START DATA SECTION

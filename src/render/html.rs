//! HTML rendering.
//!
//! Produces a standalone HTML5 page. Every block carries `dir` and a
//! matching `rtl`/`ltr` class from its effective direction, so browsers
//! apply the bidi algorithm to reshaped text themselves.

use super::context::RenderContext;
use super::inline::segments;
use crate::bidi::ShapingMode;
use crate::convert::{ConvertOptions, ConvertResult, Output};
use crate::error::Result;
use crate::model::{
    Block, Direction, Document, Heading, Image, ImageSource, Link, List, Page, Paragraph, PositionedText,
    Table,
};
use quick_xml::escape::escape;
use std::fmt::Write as _;

const CSS: &str = "\
body { font-family: 'Segoe UI', 'Noto Naskh Arabic', Tahoma, sans-serif; line-height: 1.6; margin: 2em auto; max-width: 50em; }
.rtl { direction: rtl; text-align: right; }
.ltr { direction: ltr; text-align: left; }
section.page { margin-bottom: 2em; }
section.page + section.page { border-top: 1px dashed #ccc; padding-top: 2em; }
section.positioned { position: relative; min-height: 70em; }
div.positioned { position: absolute; }
table { border-collapse: collapse; margin: 1em 0; }
th, td { border: 1px solid #999; padding: 0.3em 0.6em; }
th { background: #f0f0f0; }
figure { margin: 1em 0; }
figure img { max-width: 100%; }
.low-confidence { background: #fff3cd; }
";

/// Convert a document to HTML.
pub fn to_html(doc: &Document, options: &ConvertOptions) -> Result<ConvertResult> {
    HtmlRenderer::new(doc, options, ShapingMode::Reshape).render()
}

/// HTML renderer.
pub(crate) struct HtmlRenderer<'a> {
    ctx: RenderContext<'a>,
    out: String,
}

impl<'a> HtmlRenderer<'a> {
    pub fn new(doc: &'a Document, options: &'a ConvertOptions, shaping: ShapingMode) -> Self {
        Self {
            ctx: RenderContext::new(doc, "html", shaping, options),
            out: String::new(),
        }
    }

    pub fn render(mut self) -> Result<ConvertResult> {
        let doc = self.ctx.doc;
        let dir = self.ctx.document_direction();

        self.out.push_str("<!DOCTYPE html>\n");
        match doc.metadata().language.as_deref() {
            Some(lang) => {
                let _ = writeln!(self.out, "<html lang=\"{}\" dir=\"{}\">", escape(lang), dir);
            }
            None => {
                let _ = writeln!(self.out, "<html dir=\"{}\">", dir);
            }
        }
        self.render_head(dir);
        let _ = writeln!(self.out, "<body class=\"{}\">", dir);
        self.out.push_str("<article class=\"document\">\n");

        for page in doc.pages() {
            self.render_page(page);
        }

        self.out.push_str("</article>\n</body>\n</html>\n");
        let content = Output::Text(self.out);
        Ok(self.ctx.finish(content, "text/html"))
    }

    fn render_head(&mut self, dir: Direction) {
        let doc = self.ctx.doc;
        self.out.push_str("<head>\n<meta charset=\"utf-8\">\n");
        self.out
            .push_str("<meta name=\"viewport\" content=\"width=device-width, initial-scale=1\">\n");
        if let Some(title) = doc.title() {
            let shaped = self.ctx.shape(title, dir);
            let _ = writeln!(self.out, "<title>{}</title>", escape(shaped.as_str()));
        }
        if let Some(author) = doc.metadata().author.as_deref() {
            let shaped = self.ctx.shape(author, dir);
            let _ = writeln!(self.out, "<meta name=\"author\" content=\"{}\">", escape(shaped.as_str()));
        }
        if let Some(subject) = doc.metadata().subject.as_deref() {
            let shaped = self.ctx.shape(subject, dir);
            let _ = writeln!(self.out, "<meta name=\"description\" content=\"{}\">", escape(shaped.as_str()));
        }
        if self.ctx.options.include_styles {
            let _ = writeln!(self.out, "<style>\n{}</style>", CSS);
        }
        self.out.push_str("</head>\n");
    }

    fn render_page(&mut self, page: &Page) {
        self.ctx.stats.add_page();
        let dir = render_page_direction(&self.ctx, page);
        let positioned = page
            .blocks
            .iter()
            .any(|b| matches!(b, Block::PositionedText(_)));
        let class = if positioned { "page positioned" } else { "page" };
        let _ = writeln!(
            self.out,
            "<section class=\"{} {}\" dir=\"{}\" data-page=\"{}\">",
            class, dir, dir, page.number
        );

        for block in &page.blocks {
            let dir = self.ctx.direction(page, block);
            self.ctx.stats.add_block(block.kind());
            match block {
                Block::Heading(h) => self.render_heading(h, dir),
                Block::Paragraph(p) => self.render_paragraph(p, dir),
                Block::Image(i) => self.render_image(i, dir),
                Block::Table(t) => self.render_table(t, dir),
                Block::List(l) => self.render_list(l, dir),
                Block::Link(l) => self.render_link(l, dir),
                Block::PositionedText(p) => self.render_positioned(p, dir),
            }
        }

        self.out.push_str("</section>\n");
    }

    fn render_heading(&mut self, heading: &Heading, dir: Direction) {
        let text = self.ctx.shape(&heading.text, dir);
        let _ = writeln!(
            self.out,
            "<h{level} dir=\"{dir}\" class=\"{dir}\">{}</h{level}>",
            escape(text.as_str()),
            level = heading.level,
            dir = dir
        );
    }

    fn render_paragraph(&mut self, para: &Paragraph, dir: Direction) {
        if para.is_empty() {
            return;
        }
        let _ = write!(self.out, "<p dir=\"{dir}\" class=\"{dir}\">", dir = dir);
        let segs = segments(para, self.ctx.options.preserve_styles);
        self.ctx.stats.add_links(para.links.len());
        let pieces = self.ctx.shape_segments(&para.text, dir, &segs);
        for (seg, text) in segs.iter().zip(pieces) {
            let mut html = escape(text.as_str()).into_owned();
            if seg.strike {
                html = format!("<s>{}</s>", html);
            }
            if seg.underline {
                html = format!("<u>{}</u>", html);
            }
            if seg.italic {
                html = format!("<em>{}</em>", html);
            }
            if seg.bold {
                html = format!("<strong>{}</strong>", html);
            }
            if let Some(url) = seg.url {
                html = format!("<a href=\"{}\">{}</a>", escape(url), html);
            }
            self.out.push_str(&html);
        }
        self.out.push_str("</p>\n");
    }

    fn render_image(&mut self, image: &Image, dir: Direction) {
        let src = image_src(image, self.ctx.options);
        let _ = writeln!(self.out, "<figure dir=\"{dir}\" class=\"{dir}\">", dir = dir);
        let _ = write!(self.out, "<img src=\"{}\"", escape(&src));
        if let Some(alt) = image.alt_text.as_deref() {
            let alt = self.ctx.shape(alt, dir);
            let _ = write!(self.out, " alt=\"{}\"", escape(alt.as_str()));
        } else {
            self.out.push_str(" alt=\"\"");
        }
        if let Some(width) = image.width {
            let _ = write!(self.out, " width=\"{}\"", width);
        }
        if let Some(height) = image.height {
            let _ = write!(self.out, " height=\"{}\"", height);
        }
        self.out.push_str(">\n");
        if let Some(caption) = image.caption.as_deref() {
            let caption = self.ctx.shape(caption, dir);
            let _ = writeln!(self.out, "<figcaption>{}</figcaption>", escape(caption.as_str()));
        }
        self.out.push_str("</figure>\n");
    }

    fn render_table(&mut self, table: &Table, dir: Direction) {
        if table.is_empty() {
            return;
        }
        let _ = writeln!(self.out, "<table dir=\"{dir}\" class=\"{dir}\">", dir = dir);
        if let Some(caption) = table.caption.as_deref() {
            let caption = self.ctx.shape(caption, dir);
            let _ = writeln!(self.out, "<caption>{}</caption>", escape(caption.as_str()));
        }
        if !table.header().is_empty() {
            self.out.push_str("<thead>\n");
            for row in table.header() {
                self.render_row(row, "th", dir);
            }
            self.out.push_str("</thead>\n");
        }
        self.out.push_str("<tbody>\n");
        for row in table.body() {
            self.render_row(row, "td", dir);
        }
        self.out.push_str("</tbody>\n</table>\n");
    }

    fn render_row(&mut self, row: &[String], tag: &str, dir: Direction) {
        self.out.push_str("<tr>");
        for cell in row {
            let text = self.ctx.shape(cell, dir);
            let _ = write!(self.out, "<{tag}>{}</{tag}>", escape(text.as_str()), tag = tag);
        }
        self.out.push_str("</tr>\n");
    }

    fn render_list(&mut self, list: &List, dir: Direction) {
        let tag = if list.ordered { "ol" } else { "ul" };
        self.ctx.stats.add_list_items(list.items.len());
        let _ = writeln!(self.out, "<{tag} dir=\"{dir}\" class=\"{dir}\">", tag = tag, dir = dir);
        for item in &list.items {
            let text = self.ctx.shape(item, dir);
            let _ = writeln!(self.out, "<li>{}</li>", escape(text.as_str()));
        }
        let _ = writeln!(self.out, "</{}>", tag);
    }

    fn render_link(&mut self, link: &Link, dir: Direction) {
        let text = self.ctx.shape(&link.text, dir);
        let _ = writeln!(
            self.out,
            "<p dir=\"{dir}\" class=\"{dir}\"><a href=\"{}\">{}</a></p>",
            escape(&link.url),
            escape(text.as_str()),
            dir = dir
        );
    }

    fn render_positioned(&mut self, block: &PositionedText, dir: Direction) {
        let text = self.ctx.shape(&block.text, dir);
        let mut class = format!("positioned {}", dir);
        if block.low_confidence {
            class.push_str(" low-confidence");
        }
        let b = block.bbox;
        let _ = write!(
            self.out,
            "<div class=\"{}\" dir=\"{}\" style=\"left: {:.2}%; top: {:.2}%; width: {:.2}%; height: {:.2}%;\" data-confidence=\"{:.2}\"",
            class,
            dir,
            b.x * 100.0,
            b.y * 100.0,
            b.width * 100.0,
            b.height * 100.0,
            block.confidence
        );
        if let Some(lang) = block.language.as_deref() {
            let _ = write!(self.out, " lang=\"{}\"", escape(lang));
        }
        let _ = writeln!(self.out, ">{}</div>", escape(text.as_str()));
    }
}

fn render_page_direction(ctx: &RenderContext<'_>, page: &Page) -> Direction {
    crate::bidi::render_direction(page.direction.resolve(ctx.doc.direction()), &page.plain_text())
}

/// `src` for an image: inline data, a prefixed file name, or its own URI.
pub(crate) fn image_src(image: &Image, options: &ConvertOptions) -> String {
    match &image.source {
        ImageSource::Reference { uri } => uri.clone(),
        ImageSource::Embedded { .. } if options.embed_images => image.data_uri().unwrap_or_default(),
        ImageSource::Embedded { .. } => format!("{}{}", options.image_path_prefix, image.suggested_filename()),
    }
}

END DATA SECTION

*PROBLEM STATEMENT:* Send back exactly, with nothing added, the lines from the first line of the material above through the line holding "document to HTML."; both ends are included.

*RESPONSE TO THIS EXERCISE:*
filename src/render/html.rs
//! HTML rendering.
//!
//! Produces a standalone HTML5 page. Every block carries `dir` and a
//! matching `rtl`/`ltr` class from its effective direction, so browsers
//! apply the bidi algorithm to reshaped text themselves.

use super::context::RenderContext;
use super::inline::segments;
use crate::bidi::ShapingMode;
use crate::convert::{ConvertOptions, ConvertResult, Output};
use crate::error::Result;
use crate::model::{
    Block, Direction, Document, Heading, Image, ImageSource, Link, List, Page, Paragraph, PositionedText,
    Table,
};
use quick_xml::escape::escape;
use std::fmt::Write as _;

const CSS: &str = "\
body { font-family: 'Segoe UI', 'Noto Naskh Arabic', Tahoma, sans-serif; line-height: 1.6; margin: 2em auto; max-width: 50em; }
.rtl { direction: rtl; text-align: right; }
.ltr { direction: ltr; text-align: left; }
section.page { margin-bottom: 2em; }
section.page + section.page { border-top: 1px dashed #ccc; padding-top: 2em; }
section.positioned { position: relative; min-height: 70em; }
div.positioned { position: absolute; }
table { border-collapse: collapse; margin: 1em 0; }
th, td { border: 1px solid #999; padding: 0.3em 0.6em; }
th { background: #f0f0f0; }
figure { margin: 1em 0; }
figure img { max-width: 100%; }
.low-confidence { background: #fff3cd; }
";

/// Convert a document to HTML.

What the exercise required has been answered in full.